BarCamp Cambridge - James Smith talking about Ensemble, head of the internet team for Ensemble
Ensemble came out of the human genome project about 8 years ago to prevent
commercialization of genomic data.
the idea was to have an open source human genome
companies would have to do some work before they could make money off of
sequences.
the ensemble projects takes the raw data from the genes and adds other data
to this, such as reference data from other experiments
there is enemble code
and there is the data
there are 41 genomes,
the code is also used elsewhere from this project
everything is OS
there are probably about 100 instaled copies world wide
it is 1.5 milion lines of perl code
major pharma companie use it and layer their hose data on top if the public
data
there is a public mysql interface
ww.ensembl.org (no e on the end)
there is also an archive system to see old data
everything is in CVS
there are about 40 people involved directly from the gene builders through
to the comparative groups
there is a funtional annotation of the genome
there is the web team, an outreach team a helpdesk team.
a warehouse team.
and others ..
there is support from the core web team,
scale
35 species in ensemble, human mouse rat zebra fish
then there are random mammalls
hedgehogs, many mammals from madagascar
the platapus has a poisned claw
they are runing half a million search index queries on one machine, this
makes them about the 5th
largest search index in the world
about 2 million page impression a week
100 gb's of data traffic
they have 20 4 core machines, about 80 cores to run the site
BLAAST SSAHA servers
using 40 TB's of data at the moment
you expect hardware failure every week, and they don't let you know
at this point about hardware failure every day
currently on 3rd set of web code
2000 human
2001 mouse
2001 fly
2003 Vegas site
2004 archive site started
2005 web code v3
2006 users and groups
in about a month ensembe 50 will be released
also have a number of other sites
they have a two month cycle for releasing data, and code.

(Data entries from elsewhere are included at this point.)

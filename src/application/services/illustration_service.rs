//! Illustration Service - turns the latest story text into a picture
//!
//! The text model and the diffusion model share one GPU. The prompt is
//! prepared first (which needs the text model), then the text model is
//! unloaded, then the image job runs.

use std::sync::Arc;
use std::time::Duration;

use base64::engine::general_purpose::STANDARD as BASE64;
use base64::Engine as _;
use futures_util::StreamExt;
use serde::Serialize;

use crate::application::dto::{JobGraph, SAVE_IMAGE_NODE};
use crate::application::ports::outbound::{
    GenerateRequest, GeneratedImage, ImageGenError, ImageGenPort, ProgressEvent, ProgressStream,
    TextGenPort,
};
use crate::application::services::llm::prompt_builder::build_translator_system_prompt;
use crate::domain::value_objects::{ImageClientId, Tunables};

/// Sentences of the story text that describe the illustrated moment
const SCENE_SENTENCES: usize = 3;

/// Receives `(value, max)` sampler progress
pub type ProgressCallback = Arc<dyn Fn(u32, u32) + Send + Sync>;

#[derive(Debug, Clone, Copy, PartialEq, Eq, Serialize)]
#[serde(rename_all = "lowercase")]
pub enum GenerationStatus {
    Completed,
    Failed,
}

#[derive(Debug, Clone, PartialEq, Serialize)]
pub struct GenerationResult {
    pub status: GenerationStatus,
    /// `data:image/<format>;base64,...`
    pub image_data: Option<String>,
    pub error_message: Option<String>,
}

impl GenerationResult {
    fn completed(image_data: String) -> Self {
        Self {
            status: GenerationStatus::Completed,
            image_data: Some(image_data),
            error_message: None,
        }
    }

    fn failed(message: impl Into<String>) -> Self {
        Self {
            status: GenerationStatus::Failed,
            image_data: None,
            error_message: Some(message.into()),
        }
    }
}

#[derive(Debug, thiserror::Error)]
enum JobError {
    #[error(transparent)]
    Server(#[from] ImageGenError),
    #[error("Timed out after {0:?} waiting for the image")]
    Timeout(Duration),
}

pub struct IllustrationService {
    llm: Arc<dyn TextGenPort>,
    images: Arc<dyn ImageGenPort>,
    tunables: Arc<Tunables>,
    base_prompt: String,
    min_memory_gb: f64,
}

impl IllustrationService {
    pub fn new(
        llm: Arc<dyn TextGenPort>,
        images: Arc<dyn ImageGenPort>,
        tunables: Arc<Tunables>,
        base_prompt: impl Into<String>,
        min_memory_gb: f64,
    ) -> Self {
        Self {
            llm,
            images,
            tunables,
            base_prompt: base_prompt.into(),
            min_memory_gb,
        }
    }

    /// Prepare a prompt for `text`, free the GPU and generate the picture
    ///
    /// Returns the result together with the prompt that was used.
    pub async fn illustrate(
        &self,
        text: &str,
        progress: Option<ProgressCallback>,
    ) -> (GenerationResult, String) {
        let prompt = self.prepare_prompt(text).await;

        if let Err(e) = self.llm.unload_model().await {
            tracing::warn!("Failed to unload text model: {}", e);
        } else {
            tracing::info!("Text model unloaded");
        }

        let result = self.generate(&prompt, progress).await;
        (result, prompt)
    }

    /// Base prompt plus an English description of the last few sentences
    pub async fn prepare_prompt(&self, text: &str) -> String {
        let scene = extract_scene_description(text);
        let english = self.translate(&scene).await;
        let prompt = format!("{}, {}", self.base_prompt, english);
        tracing::info!("Prepared image prompt: {}", prompt);
        prompt
    }

    /// Translate story text to English with the text model
    pub async fn translate(&self, text: &str) -> String {
        let request = GenerateRequest::new(text, self.tunables.generation.clone())
            .with_system(build_translator_system_prompt(&self.tunables.story.language))
            .with_temperature(self.tunables.image.translation_temperature);

        match self.llm.generate(request).await {
            Ok(response) if !response.text.trim().is_empty() => response.text.trim().to_string(),
            Ok(_) => {
                tracing::warn!("Empty translation, using fallback");
                fallback_translation(text)
            }
            Err(e) => {
                tracing::warn!("Translation failed, using fallback: {}", e);
                fallback_translation(text)
            }
        }
    }

    /// Run one image job for `prompt`
    pub async fn generate(&self, prompt: &str, progress: Option<ProgressCallback>) -> GenerationResult {
        if let Err(message) = self.check_resources().await {
            tracing::warn!("Skipping image generation: {}", message);
            return GenerationResult::failed(message);
        }

        let settings = &self.tunables.image;
        let graph = JobGraph::story_illustration(settings, prompt, None, settings.width, settings.height)
            .to_graph(settings);
        let client_id = ImageClientId::new().to_string();

        let feed = match progress {
            Some(callback) => self.open_progress_feed(&client_id).await.map(|events| (events, callback)),
            None => None,
        };

        // The feed is polled alongside the job so both stop together
        let job = self.run_job(graph, &client_id);
        let result = match feed {
            Some((events, callback)) => {
                tokio::pin!(job);
                let forward = forward_progress(events, callback);
                tokio::pin!(forward);
                tokio::select! {
                    result = &mut job => result,
                    _ = &mut forward => job.await,
                }
            }
            None => job.await,
        };

        match result {
            Ok(image_data) => GenerationResult::completed(image_data),
            Err(e) => {
                tracing::error!("Image generation failed: {}", e);
                GenerationResult::failed(e.to_string())
            }
        }
    }

    /// Free memory on the image server must be at least `min_memory_gb`
    pub async fn check_resources(&self) -> Result<(), String> {
        match self.images.memory_stats().await {
            Ok(Some(stats)) if stats.free_gb() < self.min_memory_gb => Err(format!(
                "Not enough GPU memory: {:.2}GB < {}GB",
                stats.free_gb(),
                self.min_memory_gb
            )),
            Ok(Some(_)) => Ok(()),
            Ok(None) => Err("Image server reports no memory information".to_string()),
            Err(e) => Err(format!("Resource check failed: {}", e)),
        }
    }

    /// Queue, wait for and download one image, all within `image.timeout_secs`
    async fn run_job(&self, graph: serde_json::Value, client_id: &str) -> Result<String, JobError> {
        let timeout = Duration::from_secs(self.tunables.image.timeout_secs);
        tokio::time::timeout(timeout, async {
            let prompt_id = self.images.queue_prompt(graph, client_id).await?;
            tracing::info!("Queued image job {}", prompt_id);

            let image = self.wait_for_output(&prompt_id).await?;

            let bytes = self.images.get_image(&image).await?;
            tracing::info!("Downloaded {} ({} bytes)", image.filename, bytes.len());
            Ok(to_data_url(&image.filename, &bytes))
        })
        .await
        .map_err(|_| JobError::Timeout(timeout))?
    }

    async fn wait_for_output(&self, prompt_id: &str) -> Result<GeneratedImage, ImageGenError> {
        let interval = Duration::from_millis(self.tunables.image.poll_interval_ms);
        loop {
            let history = self.images.get_history(prompt_id).await?;
            if let Some(image) = history.output_image(prompt_id, SAVE_IMAGE_NODE) {
                return Ok(image.clone());
            }
            tokio::time::sleep(interval).await;
        }
    }

    async fn open_progress_feed(&self, client_id: &str) -> Option<ProgressStream> {
        match self.images.watch_progress(client_id).await {
            Ok(events) => Some(events),
            Err(e) => {
                tracing::warn!("Progress feed unavailable: {}", e);
                None
            }
        }
    }
}

/// Pass sampler progress to `callback` until the job finishes or fails
async fn forward_progress(mut events: ProgressStream, callback: ProgressCallback) {
    while let Some(event) = events.next().await {
        match event {
            ProgressEvent::Progress { value, max, .. } => callback(value, max),
            ProgressEvent::Executing { node: None, .. } => break,
            ProgressEvent::ExecutionError { message, .. } => {
                tracing::warn!("Image server reported an error: {}", message);
                break;
            }
            ProgressEvent::Executing { .. } => {}
        }
    }
}

/// The last few `.`-separated sentences of `text`
pub fn extract_scene_description(text: &str) -> String {
    let sentences: Vec<&str> = text
        .split('.')
        .map(str::trim)
        .filter(|s| !s.is_empty())
        .collect();
    let start = sentences.len().saturating_sub(SCENE_SENTENCES);
    sentences[start..].join(". ")
}

/// Image prompt built without the text model
pub fn fallback_translation(text: &str) -> String {
    let cleaned = text.replace("**", "").replace("[DONE]", "");
    format!("scene with characters, story illustration, {}", cleaned.trim())
}

fn to_data_url(filename: &str, bytes: &[u8]) -> String {
    let format = match filename.rsplit_once('.') {
        Some((_, ext)) if ext.eq_ignore_ascii_case("jpg") || ext.eq_ignore_ascii_case("jpeg") => "jpeg",
        Some((_, ext)) if ext.eq_ignore_ascii_case("webp") => "webp",
        _ => "png",
    };
    format!("data:image/{};base64,{}", format, BASE64.encode(bytes))
}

the day after each release they start building genes again
many data sets take longer than this, for data, the new mouse sequence was
released by ncbi 6 months ago,
but it has taken this long for sanger to do the annotation and comparative
work.
there is a pre-site for data that didn't quite finish within the two month
cycle
VectorBase - ensembl for desiese vectors
Gramene - esembl for plants
Cosmic - uses the drawing code
they are moving over to AJAX because people don't realize that items in the
interface are buttons or forms.
a lot of the interaction is human interaction
they hope they can make ajax that does not break the screen readers, hope
that ajax will offer a web services
platform. this leads to issues of display vs data markup.
webcode is extensible by plug-ins.
can add code which resides outside the main ensemble CVS tree - but
accessible from within.
and that's it
Questions:
Q: how does MySQL cope?
it copes really well, they have 150 GB, about 5GB is in RW DB the rest is in
Read only DB
the issue is not the size of the data, but the number of tables.
one of the DB's has 3000 tables, so they have very careful balancing of data
on the servers
some problems come from MySQL not being able to have key
talbes larger than 4GB,
and when you have 60GB of memory then you run into this problem.
the bottlenecks tend to be in the code layer, not in the DB
this is one of the largest MySQL DB's in the world
currently using 4.something, keep planning to move to 5, but keep finding
other things that are more important.
there are a lot of left joins in some queries.
sometimes it is easier to do these joins in perl rather than in
MySQL,
millions of times faster than in MySQL
connected to the net via a 1gb net to Janet.